(Records from a data collection)
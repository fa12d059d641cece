/*
 * Copyright (c) 2021. Aberic - All Rights Reserved.
 *
 * Licensed under the Apache License, Version 2.0 (the "License");
 * you may not use this file except in compliance with the License.
 * You may obtain a copy of the License at
 * http://www.apache.org/licenses/LICENSE-2.0
 * Unless required by applicable law or agreed to in writing, software
 * distributed under the License is distributed on an "AS IS" BASIS,
 * WITHOUT WARRANTIES OR CONDITIONS OF ANY KIND, either express or implied.
 * See the License for the specific language governing permissions and
 * limitations under the License.
 */

use std::fmt;
use std::fmt::{Display, Formatter};

use crate::utils::errors::{Errs, StarryResult};
use crate::http::method::Inner::*;

/// Method names one of the four request methods this library's request
/// parser and demultiplexer recognize.
#[derive(Clone, PartialEq, Eq, PartialOrd, Ord, Hash)]
pub struct Method(Inner);

#[derive(Clone, PartialEq, Eq, PartialOrd, Ord, Hash)]
enum Inner {
    /// HTTP/1.0 定义，参考[RFC 1945](https://datatracker.ietf.org/doc/html/rfc1945#section-8.1)
    ///
    /// GET方法意味着检索由Request-URI标识的任何信息(以实体的形式)。
    Get,
    /// HTTP/1.0 定义，参考[RFC 1945](https://datatracker.ietf.org/doc/html/rfc1945#section-8.3)
    ///
    /// POST方法用于请求源服务器接受请求中包含的实体，作为该资源的一个新的从属实体。
    Post,
    /// 参考[RFC 2616](https://datatracker.ietf.org/doc/html/rfc2616#section-9.6)
    ///
    /// PUT方法请求将所包含的实体存储在所提供的Request-URI下。
    Put,
    /// 参考[RFC 2616](https://datatracker.ietf.org/doc/html/rfc2616#section-9.7)
    ///
    /// DELETE方法请求源服务器删除Request-URI标识的资源。
    Delete,
}

impl Method {
    /// GET 参考[`Inner::Get`]
    pub const GET: Method = Method(Get);

    /// POST 参考[`Inner::Post`]
    pub const POST: Method = Method(Post);

    /// PUT 参考[`Inner::Put`]
    pub const PUT: Method = Method(Put);

    /// DELETE 参考[`Inner::Delete`]
    pub const DELETE: Method = Method(Delete);

    /// Exact, case-sensitive match of a request-line method token.
    pub fn from_bytes(src: &[u8]) -> StarryResult<Method> {
        match src {
            b"GET" => Ok(Method(Get)),
            b"PUT" => Ok(Method(Put)),
            b"POST" => Ok(Method(Post)),
            b"DELETE" => Ok(Method(Delete)),
            _ => Err(Errs::string(format!("invalid method {}!", String::from_utf8_lossy(src)))),
        }
    }

    pub fn from_str(t: &str) -> StarryResult<Method> {
        Method::from_bytes(t.as_bytes())
    }

    /// 用`&str`表示当前HTTP的方法
    pub fn as_str(&self) -> &str {
        match self.0 {
            Get => "GET",
            Post => "POST",
            Put => "PUT",
            Delete => "DELETE",
        }
    }

    /// GET is safe; PUT, DELETE and POST are not.
    pub fn is_safe(&self) -> bool {
        matches!(self.0, Get)
    }

    /// PUT and DELETE are idempotent; POST is not, and neither is GET by
    /// this library's narrower definition (GET carries no side effects to
    /// begin with, so idempotency is moot for it).
    pub fn is_idempotent(&self) -> bool {
        matches!(self.0, Put | Delete)
    }

    /// GET and POST are cacheable (POST only when the response carries
    /// explicit freshness information, which this library does not itself
    /// enforce).
    pub fn is_cacheable(&self) -> bool {
        matches!(self.0, Get | Post)
    }
}

impl AsRef<str> for Method {
    fn as_ref(&self) -> &str {
        self.as_str()
    }
}

impl<'a> PartialEq<&'a Method> for Method {
    fn eq(&self, other: &&'a Method) -> bool {
        self == *other
    }
}

impl<'a> PartialEq<Method> for &'a Method {
    fn eq(&self, other: &Method) -> bool {
        *self == other
    }
}

impl PartialEq<str> for Method {
    fn eq(&self, other: &str) -> bool {
        self.as_ref() == other
    }
}

impl PartialEq<Method> for str {
    fn eq(&self, other: &Method) -> bool {
        self == other.as_ref()
    }
}

impl<'a> PartialEq<&'a str> for Method {
    fn eq(&self, other: &&'a str) -> bool {
        self.as_ref() == *other
    }
}

impl<'a> PartialEq<Method> for &'a str {
    fn eq(&self, other: &Method) -> bool {
        *self == other.as_ref()
    }
}

impl fmt::Debug for Method {
    fn fmt(&self, f: &mut fmt::Formatter<'_>) -> fmt::Result {
        f.write_str(self.as_ref())
    }
}

impl Display for Method {
    fn fmt(&self, f: &mut Formatter<'_>) -> fmt::Result {
        write!(f, "{}", self.as_str())
    }
}

#[cfg(test)]
mod method_test {
    use crate::http::method::Method;

    #[test]
    fn method_eq() {
        assert_eq!(Method::GET, Method::GET);
        assert_eq!(Method::GET, "GET");
        assert_eq!(&Method::GET, "GET");

        assert_eq!("GET", Method::GET);
        assert_eq!("GET", &Method::GET);

        assert_eq!(&Method::GET, Method::GET);
        assert_eq!(Method::GET, &Method::GET);
    }

    #[test]
    fn invalid_method() {
        assert!(Method::from_str("GET").is_ok());
        assert!(Method::from_bytes(b"DELETE").is_ok());
        assert!(Method::from_str("").is_err());
        assert!(Method::from_str("omg").is_err());
        assert!(Method::from_bytes(b"HEAD").is_err());
        assert!(Method::from_bytes(&[0xC0]).is_err());
    }

    #[test]
    fn is_safe() {
        assert!(Method::GET.is_safe());
        assert!(!Method::PUT.is_safe());
        assert!(!Method::DELETE.is_safe());
        assert!(!Method::POST.is_safe());
    }

    #[test]
    fn is_idempotent() {
        assert!(Method::PUT.is_idempotent());
        assert!(Method::DELETE.is_idempotent());
        assert!(!Method::GET.is_idempotent());
        assert!(!Method::POST.is_idempotent());
    }

    #[test]
    fn is_cacheable() {
        assert!(Method::GET.is_cacheable());
        assert!(Method::POST.is_cacheable());
        assert!(!Method::PUT.is_cacheable());
        assert!(!Method::DELETE.is_cacheable());
    }
}
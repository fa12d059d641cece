/*
 * Copyright (c) 2021. Aberic - All Rights Reserved.
 *
 * Licensed under the Apache License, Version 2.0 (the "License");
 * you may not use this file except in compliance with the License.
 * You may obtain a copy of the License at
 * http://www.apache.org/licenses/LICENSE-2.0
 * Unless required by applicable law or agreed to in writing, software
 * distributed under the License is distributed on an "AS IS" BASIS,
 * WITHOUT WARRANTIES OR CONDITIONS OF ANY KIND, either express or implied.
 * See the License for the specific language governing permissions and
 * limitations under the License.
 */

use std::fmt::{Debug, Display, Formatter};

#[derive(Clone)]
pub struct StringError {
    pub(crate) error_msg: String,
}

impl Debug for StringError {
    fn fmt(&self, f: &mut Formatter<'_>) -> std::fmt::Result {
        write!(f, "{}", self.error_msg)
    }
}

impl Display for StringError {
    fn fmt(&self, f: &mut Formatter<'_>) -> std::fmt::Result {
        write!(f, "{}", self.error_msg)
    }
}

impl std::error::Error for StringError {}
/*
 * Copyright (c) 2021. Aberic - All Rights Reserved.
 *
 * Licensed under the Apache License, Version 2.0 (the "License");
 * you may not use this file except in compliance with the License.
 * You may obtain a copy of the License at
 * http://www.apache.org/licenses/LICENSE-2.0
 * Unless required by applicable law or agreed to in writing, software
 * distributed under the License is distributed on an "AS IS" BASIS,
 * WITHOUT WARRANTIES OR CONDITIONS OF ANY KIND, either express or implied.
 * See the License for the specific language governing permissions and
 * limitations under the License.
 */

mod base64;
mod md5;

pub use base64::{Base64, Base64Decoder, Base64Encoder};
pub use md5::md5_digest;
#[cfg(test)]
mod demultiplexer_test {
    use super::*;
    use crate::device::MockDevice;
    use crate::http::response::Response;

    fn mimes(demux: &Demultiplexer, content_type: &str, accept_type: &str) -> (Mime, Mime) {
        (demux.state.registry.parse(content_type), demux.state.registry.parse(accept_type))
    }

    #[test]
    fn connect_and_match_round_trip() {
        let demux = Demultiplexer::new();
        let (ct, at) = mimes(&demux, "*/*", "text/plain");
        let handle = demux
            .connect("/", Method::GET, ct, at, Arc::new(|_req, resp: &mut Response| {
                resp.body(b"hi".to_vec());
            }))
            .unwrap();

        let mut dev = MockDevice::new(b"GET / HTTP/1.1\r\nAccept: text/plain\r\n\r\n");
        let req = Request::parse(&mut dev).unwrap();
        match demux.determine_request_handler(&req) {
            RouteOutcome::Matched(_holder) => {}
            _ => panic!("expected a match"),
        }
        drop(handle);

        match demux.determine_request_handler(&req) {
            RouteOutcome::NotFound => {}
            _ => panic!("expected no match after handle dropped"),
        }
    }

    #[test]
    fn unknown_path_is_not_found() {
        let demux = Demultiplexer::new();
        let mut dev = MockDevice::new(b"GET / HTTP/1.1\r\n\r\n");
        let req = Request::parse(&mut dev).unwrap();
        assert!(matches!(demux.determine_request_handler(&req), RouteOutcome::NotFound));
    }

    #[test]
    fn wrong_method_is_method_not_allowed() {
        let demux = Demultiplexer::new();
        let (ct, at) = mimes(&demux, "*/*", "text/plain");
        let _handle = demux.connect("/", Method::GET, ct, at, Arc::new(|_, _| {})).unwrap();

        let mut dev = MockDevice::new(b"PUT / HTTP/1.1\r\nContent-Length: 0\r\n\r\n");
        let req = Request::parse(&mut dev).unwrap();
        match demux.determine_request_handler(&req) {
            RouteOutcome::MethodNotAllowed(methods) => assert_eq!(methods, vec![Method::GET]),
            _ => panic!("expected method-not-allowed"),
        }
    }

    #[test]
    fn method_not_allowed_lists_each_method_once() {
        let demux = Demultiplexer::new();
        let (ct, plain) = mimes(&demux, "*/*", "text/plain");
        let json = demux.state.registry.parse("application/json");
        let _h1 = demux.connect("/", Method::GET, ct, plain, Arc::new(|_, _| {})).unwrap();
        let _h2 = demux.connect("/", Method::GET, ct, json, Arc::new(|_, _| {})).unwrap();

        let mut dev = MockDevice::new(b"PUT / HTTP/1.1\r\nContent-Length: 0\r\n\r\n");
        let req = Request::parse(&mut dev).unwrap();
        match demux.determine_request_handler(&req) {
            RouteOutcome::MethodNotAllowed(methods) => assert_eq!(methods, vec![Method::GET]),
            _ => panic!("expected method-not-allowed"),
        }
    }

    #[test]
    fn unacceptable_representation_is_not_acceptable() {
        let demux = Demultiplexer::new();
        let (ct, at) = mimes(&demux, "*/*", "application/json");
        let _handle = demux.connect("/", Method::GET, ct, at, Arc::new(|_, _| {})).unwrap();

        let mut dev = MockDevice::new(b"GET / HTTP/1.1\r\nAccept: text/plain\r\n\r\n");
        let req = Request::parse(&mut dev).unwrap();
        assert!(matches!(demux.determine_request_handler(&req), RouteOutcome::NotAcceptable));
    }

    #[test]
    fn content_negotiation_prefers_higher_quality() {
        let demux = Demultiplexer::new();
        let (ct, plain) = mimes(&demux, "*/*", "text/plain");
        let json = demux.state.registry.parse("application/json");
        let _h1 = demux.connect("/", Method::GET, ct, plain, Arc::new(|_, _| {})).unwrap();
        let _h2 = demux.connect("/", Method::GET, ct, json, Arc::new(|_, _| {})).unwrap();

        let mut dev = MockDevice::new(
            b"GET / HTTP/1.1\r\nAccept: application/json;q=0.9, text/plain;q=0.8\r\n\r\n",
        );
        let req = Request::parse(&mut dev).unwrap();
        match demux.determine_request_handler(&req) {
            RouteOutcome::Matched(holder) => assert_eq!(holder.accept_type(), json),
            _ => panic!("expected a match"),
        }
    }

    #[test]
    fn disabled_handler_is_skipped() {
        let demux = Demultiplexer::new();
        let (ct, at) = mimes(&demux, "*/*", "text/plain");
        let handle = demux.connect("/", Method::GET, ct, at, Arc::new(|_, _| {})).unwrap();
        handle.disable();
        assert!(!handle.is_enabled());

        let mut dev = MockDevice::new(b"GET / HTTP/1.1\r\nAccept: text/plain\r\n\r\n");
        let req = Request::parse(&mut dev).unwrap();
        assert!(matches!(demux.determine_request_handler(&req), RouteOutcome::NotAcceptable));
    }

    #[test]
    fn duplicate_exact_registration_is_rejected() {
        let demux = Demultiplexer::new();
        let (ct, at) = mimes(&demux, "*/*", "text/plain");
        let _handle = demux.connect("/", Method::GET, ct, at, Arc::new(|_, _| {})).unwrap();
        assert!(demux.connect("/", Method::GET, ct, at, Arc::new(|_, _| {})).is_err());
    }

    #[test]
    fn wildcard_content_type_is_accepted_at_registration() {
        let demux = Demultiplexer::new();
        let wildcard = Mime::wildcard();
        let at = demux.state.registry.parse("text/plain");
        assert!(demux.connect("/", Method::GET, wildcard, at, Arc::new(|_, _| {})).is_ok());
    }

    #[test]
    fn rejects_invalid_content_type() {
        let demux = Demultiplexer::new();
        let invalid = Mime { type_id: crate::http::mime::INVALID, subtype_id: crate::http::mime::INVALID, quality: 10 };
        let at = demux.state.registry.parse("text/plain");
        assert!(demux.connect("/", Method::GET, invalid, at, Arc::new(|_, _| {})).is_err());
    }
}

ABOUT THIS TASK -> The expected result is a copy of each line in the records where "crate" appears.

RESPONSE AREA ->
use crate::utils::errors::{Errs, StarryResult};
use crate::http::method::Inner::*;
    use crate::http::method::Method;
    pub(crate) error_msg: String,
    use crate::device::MockDevice;
    use crate::http::response::Response;
        let invalid = Mime { type_id: crate::http::mime::INVALID, subtype_id: crate::http::mime::INVALID, quality: 10 };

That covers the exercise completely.